TASK GOAL: Report every line of the data that includes "sends".

Stored data entries:
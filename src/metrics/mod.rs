//! Agent evaluation metrics.
//!
//! Each metric picks a handful of samples from the analysis targets, sends a
//! prompt per sample to a [`PromptExecutor`], and scores the free-text
//! responses with transparent heuristics recorded in a [`ScoreTrace`].
//!
//! The five built-in metrics, in canonical order:
//! - M1 `task_execution_consistency`
//! - M2 `code_behavior_comprehension`
//! - M3 `cross_file_navigation`
//! - M4 `identifier_interpretability`
//! - M5 `documentation_accuracy_detection`

mod comprehension;
mod consistency;
mod documentation;
mod execute;
mod identifiers;
mod navigation;
pub mod scoring;

use std::path::Path;
use std::time::Duration;

use async_trait::async_trait;
use serde::{Deserialize, Serialize};
use tokio_util::sync::CancellationToken;

use crate::error::PromptError;
use crate::target::AnalysisTarget;

pub use comprehension::ComprehensionMetric;
pub use consistency::ConsistencyMetric;
pub use documentation::DocumentationMetric;
pub use identifiers::IdentifiersMetric;
pub use navigation::NavigationMetric;
pub use scoring::{IndicatorMatch, ScoreTrace};

pub const TASK_EXECUTION_CONSISTENCY: &str = "task_execution_consistency";
pub const CODE_BEHAVIOR_COMPREHENSION: &str = "code_behavior_comprehension";
pub const CROSS_FILE_NAVIGATION: &str = "cross_file_navigation";
pub const IDENTIFIER_INTERPRETABILITY: &str = "identifier_interpretability";
pub const DOCUMENTATION_ACCURACY_DETECTION: &str = "documentation_accuracy_detection";

/// Lowest and highest heuristic score.
pub const MIN_SCORE: i32 = 1;
pub const MAX_SCORE: i32 = 10;

/// A piece of code selected for evaluation.
#[derive(Debug, Clone, Default, PartialEq, Serialize, Deserialize)]
pub struct Sample {
    pub file_path: String,
    #[serde(default, skip_serializing_if = "String::is_empty")]
    pub function_name: String,
    #[serde(default)]
    pub start_line: usize,
    #[serde(default)]
    pub end_line: usize,
    pub selection_score: f64,
    pub description: String,
}

/// Outcome of evaluating one sample.
#[derive(Debug, Clone, Default, PartialEq, Serialize, Deserialize)]
pub struct SampleResult {
    pub sample: Sample,
    /// 1-10 on success, 0 when the sample failed.
    pub score: i32,
    pub prompt: String,
    pub response: String,
    pub duration: Duration,
    pub error: Option<String>,
    pub score_trace: ScoreTrace,
}

/// Outcome of one metric.
#[derive(Debug, Clone, Default, PartialEq, Serialize, Deserialize)]
pub struct MetricResult {
    pub metric_id: String,
    pub metric_name: String,
    /// 1-10, or 0 when nothing could be scored.
    pub score: i32,
    pub samples: Vec<SampleResult>,
    pub tokens_used: u64,
    pub duration: Duration,
    pub error: Option<String>,
}

impl MetricResult {
    pub fn new(metric_id: impl Into<String>, metric_name: impl Into<String>) -> Self {
        Self {
            metric_id: metric_id.into(),
            metric_name: metric_name.into(),
            ..Default::default()
        }
    }

    pub fn with_error(mut self, error: impl Into<String>) -> Self {
        self.error = Some(error.into());
        self
    }

    pub fn is_success(&self) -> bool {
        self.error.is_none()
    }
}

/// Runs a prompt against a coding agent.
///
/// `work_dir` may be empty, in which case the executor uses its own default.
#[async_trait]
pub trait PromptExecutor: Send + Sync {
    async fn execute_prompt(
        &self,
        cancel: &CancellationToken,
        work_dir: &Path,
        prompt: &str,
        tools: &str,
        timeout: Duration,
    ) -> Result<String, PromptError>;
}

/// Notified as a metric works through its samples.
pub trait SampleObserver: Send + Sync {
    /// `current` is the number of finished work units for `metric_id`.
    fn on_sample(&self, metric_id: &str, current: usize);
}

/// An agent evaluation metric.
#[async_trait]
pub trait Metric: Send + Sync {
    fn id(&self) -> &'static str;

    fn name(&self) -> &'static str;

    fn description(&self) -> &'static str;

    /// Budget for the whole metric, split across its samples.
    fn timeout(&self) -> Duration;

    /// Maximum number of samples [`select_samples`](Self::select_samples) returns.
    fn sample_count(&self) -> usize;

    /// Deterministically picks samples from the targets, best first.
    fn select_samples(&self, targets: &[AnalysisTarget]) -> Vec<Sample>;

    /// Number of prompts [`execute`](Self::execute) sends for these samples.
    fn work_units(&self, samples: &[Sample]) -> usize {
        samples.len()
    }

    /// Evaluates the samples. Failures are recorded in the result, never returned.
    async fn execute(
        &self,
        cancel: &CancellationToken,
        work_dir: &Path,
        samples: &[Sample],
        executor: &dyn PromptExecutor,
        observer: Option<&dyn SampleObserver>,
    ) -> MetricResult;
}

/// The built-in metrics in canonical order.
pub fn all_metrics() -> Vec<Box<dyn Metric>> {
    vec![
        Box::new(ConsistencyMetric::new()),
        Box::new(ComprehensionMetric::new()),
        Box::new(NavigationMetric::new()),
        Box::new(IdentifiersMetric::new()),
        Box::new(DocumentationMetric::new()),
    ]
}

/// Looks up a built-in metric by id.
pub fn metric_by_id(id: &str) -> Option<Box<dyn Metric>> {
    all_metrics().into_iter().find(|m| m.id() == id)
}

/// Rough token count for text sent to or received from the agent.
pub fn estimate_tokens(chars: usize) -> u64 {
    (chars / 4) as u64
}

#[cfg(test)]
pub(crate) mod test_support {
    use super::*;
    use std::sync::atomic::{AtomicUsize, Ordering};
    use std::sync::Mutex;

    /// Replies with scripted responses in order and records prompts.
    pub struct ScriptedExecutor {
        replies: Mutex<Vec<Result<String, String>>>,
        pub prompts: Mutex<Vec<(String, String, Duration)>>,
        pub calls: AtomicUsize,
    }

    impl ScriptedExecutor {
        pub fn new(replies: Vec<Result<&str, &str>>) -> Self {
            let mut replies: Vec<Result<String, String>> = replies
                .into_iter()
                .map(|r| r.map(str::to_string).map_err(str::to_string))
                .collect();
            replies.reverse();
            Self {
                replies: Mutex::new(replies),
                prompts: Mutex::new(Vec::new()),
                calls: AtomicUsize::new(0),
            }
        }

        pub fn calls(&self) -> usize {
            self.calls.load(Ordering::SeqCst)
        }
    }

    #[async_trait]
    impl PromptExecutor for ScriptedExecutor {
        async fn execute_prompt(
            &self,
            _cancel: &CancellationToken,
            _work_dir: &Path,
            prompt: &str,
            tools: &str,
            timeout: Duration,
        ) -> Result<String, PromptError> {
            self.calls.fetch_add(1, Ordering::SeqCst);
            self.prompts
                .lock()
                .unwrap()
                .push((prompt.to_string(), tools.to_string(), timeout));
            match self.replies.lock().unwrap().pop() {
                Some(Ok(text)) => Ok(text),
                Some(Err(msg)) => Err(PromptError::Execution(msg)),
                None => Err(PromptError::Execution("no scripted reply".to_string())),
            }
        }
    }

    /// Records observer callbacks.
    #[derive(Default)]
    pub struct RecordingObserver {
        pub events: Mutex<Vec<(String, usize)>>,
    }

    impl SampleObserver for RecordingObserver {
        fn on_sample(&self, metric_id: &str, current: usize) {
            self.events
                .lock()
                .unwrap()
                .push((metric_id.to_string(), current));
        }
    }

    pub fn go_target(files: Vec<SourceFileSpec>) -> AnalysisTarget {
        use crate::target::{Language, SourceFile};
        AnalysisTarget::new(
            "/repo",
            Language::Go,
            files
                .into_iter()
                .map(|f| SourceFile::new(f.0, Language::Go, f.1))
                .collect(),
        )
    }

    pub struct SourceFileSpec(pub &'static str, pub String);
}

#[cfg(test)]
mod tests {
    use super::*;
    use std::collections::HashSet;

    #[test]
    fn test_registry_order_and_identity() {
        let ids: Vec<_> = all_metrics().iter().map(|m| m.id()).collect();
        assert_eq!(
            ids,
            vec![
                TASK_EXECUTION_CONSISTENCY,
                CODE_BEHAVIOR_COMPREHENSION,
                CROSS_FILE_NAVIGATION,
                IDENTIFIER_INTERPRETABILITY,
                DOCUMENTATION_ACCURACY_DETECTION,
            ]
        );
        let names: HashSet<_> = all_metrics().iter().map(|m| m.name()).collect();
        assert_eq!(names.len(), 5);
    }

    #[test]
    fn test_metric_budgets() {
        let expected = [
            (TASK_EXECUTION_CONSISTENCY, 1, 540),
            (CODE_BEHAVIOR_COMPREHENSION, 3, 360),
            (CROSS_FILE_NAVIGATION, 2, 360),
            (IDENTIFIER_INTERPRETABILITY, 5, 180),
            (DOCUMENTATION_ACCURACY_DETECTION, 3, 180),
        ];
        for (id, samples, secs) in expected {
            let metric = metric_by_id(id).unwrap();
            assert_eq!(metric.sample_count(), samples, "{id}");
            assert_eq!(metric.timeout(), Duration::from_secs(secs), "{id}");
            assert!(!metric.description().is_empty());
        }
        assert!(metric_by_id("nope").is_none());
    }

    #[test]
    fn test_no_samples_from_empty_targets() {
        for metric in all_metrics() {
            assert!(metric.select_samples(&[]).is_empty(), "{}", metric.id());
        }
    }

    #[test]
    fn test_estimate_tokens() {
        assert_eq!(estimate_tokens(0), 0);
        assert_eq!(estimate_tokens(7), 1);
        assert_eq!(estimate_tokens(400), 100);
    }
}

TASK ANSWER:
//! Each metric picks a handful of samples from the analysis targets, sends a
    /// Number of prompts [`execute`](Self::execute) sends for these samples.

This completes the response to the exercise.